Ce 16 mai 2018, le Prof. Serge Allegrezza a proposé aux membres de l’Economist Club une réflexion sur « un nouveau modèle de croissance au Luxembourg ?». L’indicateur utilisé communément pour mesurer la croissance est le produit intérieur brut (PIB), soit une mesure quantitative de l’augmentation de la production et de la richesse. Cependant, des critiques émanent, qui prôneraient plutôt les indicateurs d’une croissance qualitative, tenant compte du « bien-être ». Mais comment mesurer un « PIBien-être »?
Les critiques à l’encontre du PIB pointent le fait que ce dernier n’intègre pas les activités domestiques ou le bénévolat et que d’autres activités, prises en compte dans le calcul, réchauffent le climat, brûlent les richesses naturelles et dilapident notre « capital nature ». L’observation des statistiques du STATEC entre 1996 et 2017 montre un PIB réel (en variation annuelle) très irrégulier, avec la bulle (+8%) de 1999, le crash financier de 2008, la récession qui suit (-4%), la crise grecque de 2012 puis une certaine reprise.

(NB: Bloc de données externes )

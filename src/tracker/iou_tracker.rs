//! Greedy IoU tracker with constant-velocity coasting.

use std::convert::Infallible;

use nalgebra::Vector4;
use serde::{Deserialize, Serialize};
use tracing::debug;

use super::track_state::TrackState;
use crate::association::{Assignment, TrackedObject, greedy_assignment};
use crate::detection::FilteredDetections;
use crate::geometry::{BBox, iou_batch};
use crate::integration::MultiObjectTracker;

/// Configuration for the [`IouTracker`].
#[derive(Debug, Clone, PartialEq, Serialize, Deserialize)]
#[serde(default)]
pub struct IouTrackerConfig {
    /// Minimum IoU between a predicted track box and a detection
    pub match_iou: f32,
    /// Frames a track may coast without a detection before it is removed
    pub max_age: u32,
    /// Consecutive hits before a track is reported
    pub min_hits: u32,
    /// Weight of the newest displacement in the velocity estimate
    pub velocity_smoothing: f32,
}

impl Default for IouTrackerConfig {
    fn default() -> Self {
        Self {
            match_iou: 0.3,
            max_age: 1,
            min_hits: 3,
            velocity_smoothing: 0.5,
        }
    }
}

#[derive(Debug, Clone)]
struct Track {
    track_id: u64,
    state: TrackState,
    /// Current estimate, (x1, y1, x2, y2)
    bbox: Vector4<f32>,
    /// Last matched detection
    observed: Vector4<f32>,
    /// Per-frame displacement of each coordinate
    velocity: Vector4<f32>,
    hits: u32,
    hit_streak: u32,
    time_since_update: u32,
}

impl Track {
    fn new(track_id: u64, bbox: &BBox, min_hits: u32) -> Self {
        let observed = to_vector(bbox);
        Self {
            track_id,
            state: if min_hits <= 1 {
                TrackState::Tracked
            } else {
                TrackState::New
            },
            bbox: observed,
            observed,
            velocity: Vector4::zeros(),
            hits: 1,
            hit_streak: 1,
            time_since_update: 0,
        }
    }

    fn predict(&mut self) {
        if self.time_since_update > 0 {
            self.hit_streak = 0;
        }
        self.time_since_update += 1;
        self.bbox += self.velocity;
    }

    fn update(&mut self, bbox: &BBox, config: &IouTrackerConfig) {
        let observed = to_vector(bbox);
        let elapsed = self.time_since_update.max(1) as f32;
        let displacement = (observed - self.observed) / elapsed;
        let alpha = config.velocity_smoothing;
        self.velocity = displacement * alpha + self.velocity * (1.0 - alpha);

        self.observed = observed;
        self.bbox = observed;
        self.hits += 1;
        self.hit_streak += 1;
        self.time_since_update = 0;
        self.state = if self.hit_streak >= config.min_hits {
            TrackState::Tracked
        } else {
            TrackState::New
        };
    }

    fn mark_lost(&mut self) {
        self.state = TrackState::Lost;
    }

    fn mark_removed(&mut self) {
        self.state = TrackState::Removed;
    }

    fn bbox(&self) -> BBox {
        BBox::new(self.bbox[0], self.bbox[1], self.bbox[2], self.bbox[3])
    }
}

fn to_vector(bbox: &BBox) -> Vector4<f32> {
    Vector4::new(bbox.x1, bbox.y1, bbox.x2, bbox.y2)
}

/// Frame-to-frame tracker that matches predicted boxes to detections by IoU.
///
/// Each update predicts every track one frame ahead, pairs predictions with
/// detections greedily by descending IoU, starts a track for every leftover
/// detection and removes tracks that coasted longer than `max_age`. Only
/// tracks matched in the current frame are reported, and only once they have
/// `min_hits` consecutive hits (every track is reported during the first
/// `min_hits` frames). Track ids start at 1 and are never reused.
#[derive(Debug, Clone)]
pub struct IouTracker {
    config: IouTrackerConfig,
    tracks: Vec<Track>,
    next_id: u64,
    frame_count: u64,
}

impl Default for IouTracker {
    fn default() -> Self {
        Self::new(IouTrackerConfig::default())
    }
}

impl IouTracker {
    pub fn new(config: IouTrackerConfig) -> Self {
        Self {
            config,
            tracks: Vec::new(),
            next_id: 1,
            frame_count: 0,
        }
    }

    pub fn config(&self) -> &IouTrackerConfig {
        &self.config
    }

    /// Number of updates processed.
    pub fn frame_count(&self) -> u64 {
        self.frame_count
    }

    /// Tracks currently held, including unconfirmed and coasting ones.
    pub fn live_tracks(&self) -> usize {
        self.tracks.len()
    }

    /// State of a live track.
    pub fn track_state(&self, track_id: u64) -> Option<TrackState> {
        self.tracks
            .iter()
            .find(|t| t.track_id == track_id)
            .map(|t| t.state)
    }

    /// Advance one frame with this frame's detections.
    pub fn step(&mut self, detections: &FilteredDetections) -> Vec<TrackedObject> {
        self.frame_count += 1;

        for track in &mut self.tracks {
            track.predict();
        }

        let predicted: Vec<BBox> = self.tracks.iter().map(Track::bbox).collect();
        let det_boxes = detections.boxes();
        let ious = iou_batch(&predicted, det_boxes);

        let Assignment {
            matches,
            unmatched_rows,
            unmatched_cols,
        } = greedy_assignment(&ious, self.config.match_iou);

        for (row, col) in matches {
            self.tracks[row].update(&det_boxes[col], &self.config);
        }
        for row in unmatched_rows {
            self.tracks[row].mark_lost();
        }
        for col in unmatched_cols {
            let track_id = self.next_track_id();
            self.tracks
                .push(Track::new(track_id, &det_boxes[col], self.config.min_hits));
        }

        let max_age = self.config.max_age;
        for track in &mut self.tracks {
            if track.time_since_update > max_age {
                track.mark_removed();
                debug!(
                    track_id = track.track_id,
                    hits = track.hits,
                    "track removed"
                );
            }
        }
        self.tracks.retain(|t| t.state != TrackState::Removed);

        let min_hits = self.config.min_hits;
        let warmup = self.frame_count <= u64::from(min_hits);
        self.tracks
            .iter()
            .filter(|t| t.time_since_update == 0 && (t.hit_streak >= min_hits || warmup))
            .map(|t| TrackedObject::new(t.bbox(), t.track_id))
            .collect()
    }

    fn next_track_id(&mut self) -> u64 {
        let id = self.next_id;
        self.next_id += 1;
        id
    }
}

impl MultiObjectTracker for IouTracker {
    type Error = Infallible;

    fn update(&mut self, detections: &FilteredDetections) -> Result<Vec<TrackedObject>, Self::Error> {
        Ok(self.step(detections))
    }
}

Le PIB à prix courants de 2005 à 2015 accuse une progression de 72%, mais le PIB par habitant n’affiche que 6% d’augmentation ! Le gap fait apparaître un problème de compétitivité, dès lors que les revenus des habitants n’augmentent pas à la mesure du PIB (pour mémoire, on constate dans tous les pays OCDE un effondrement de la productivité). Ce constat s’aggrave lorsqu’on considère le revenu national brut par habitant (RNN), reprenant les revenus nets d’amortissement, consommés sur le territoire. Le RNN s’accroît de 4% sur la même période ! La différence de 52% entre le PIB par habitant (88.000€) et le RNN par habitant (48.000€) en 2015, fait réfléchir sur les mesures mises en œuvre pour retenir la consommation au Luxembourg ! Comment garder l’argent au Luxembourg ? Ou bien, convient-il plutôt de raisonner en termes de « Régions » ? Ce regard sur la croissance invite à la recherche d’instruments de mesure alternatifs.Des rapports de l’OCDE et les rapports de Joseph Stiglitz et Angus Deaton, tous deux récompensés d’un prix Nobel, traitent de la notion de croissance « qualitative ». Serge Allegrezza propose de juxtaposer trois indicateurs observés par le STATEC depuis la crise, qui montrent que, malgré la reprise économique, le pouvoir d’achat recule et l’inégalité augmente, pendant que les émissions de CO2 baissent. La courbe de l’inégalité, soit le revenu des 10% de ménages les plus aisés opposé au revenu des 10% de ménages les moins aisés, indique un accroissement de près de 15% entre 2005 et 2014. Durant la même période, le revenu médian à prix constants (50% des personnes gagnent plus et 50% des personnes gagnent moins) montre une stagnation !
Le Conseil économique et social de Luxembourg (CES) et le Conseil supérieur pour un développement durable au Luxembourg (CSDD) ont élaboré avec des partenaires de la société civile un tableau de bord qui reprend 62 indicateurs : revenus et patrimoine, inégalités, conditions de logement, emploi féminin, écarts de salaire, sentiment de sécurité ou de discrimination, qualité de l’air et de l’environnement, taux de suicide, dépendance aux médicaments etc… Un graphique du CES associant le PIB à la fortune (Wealth Index) montre que les deux courbes sont loin de se rejoindre. Contrairement aux pays de l’Est européen, où la croissance est perçue comme une promesse de vie meilleure avec un effet positif sur le bien-être, le dernier graphique illustrant la croissance du bonheur, confirme que la « satisfaction » reste un ressenti plutôt qu’une valeur, et que l’augmentation du PIB n’influe paradoxalement pas sur le bonheur. Alors, l’argent fait-il vraiment le bonheur ? Il y contribue, à condition d’être riche, éduqué et connecté socialement. Mais en conclusion, la croissance n’impacte pas notre bien-être au Luxembourg !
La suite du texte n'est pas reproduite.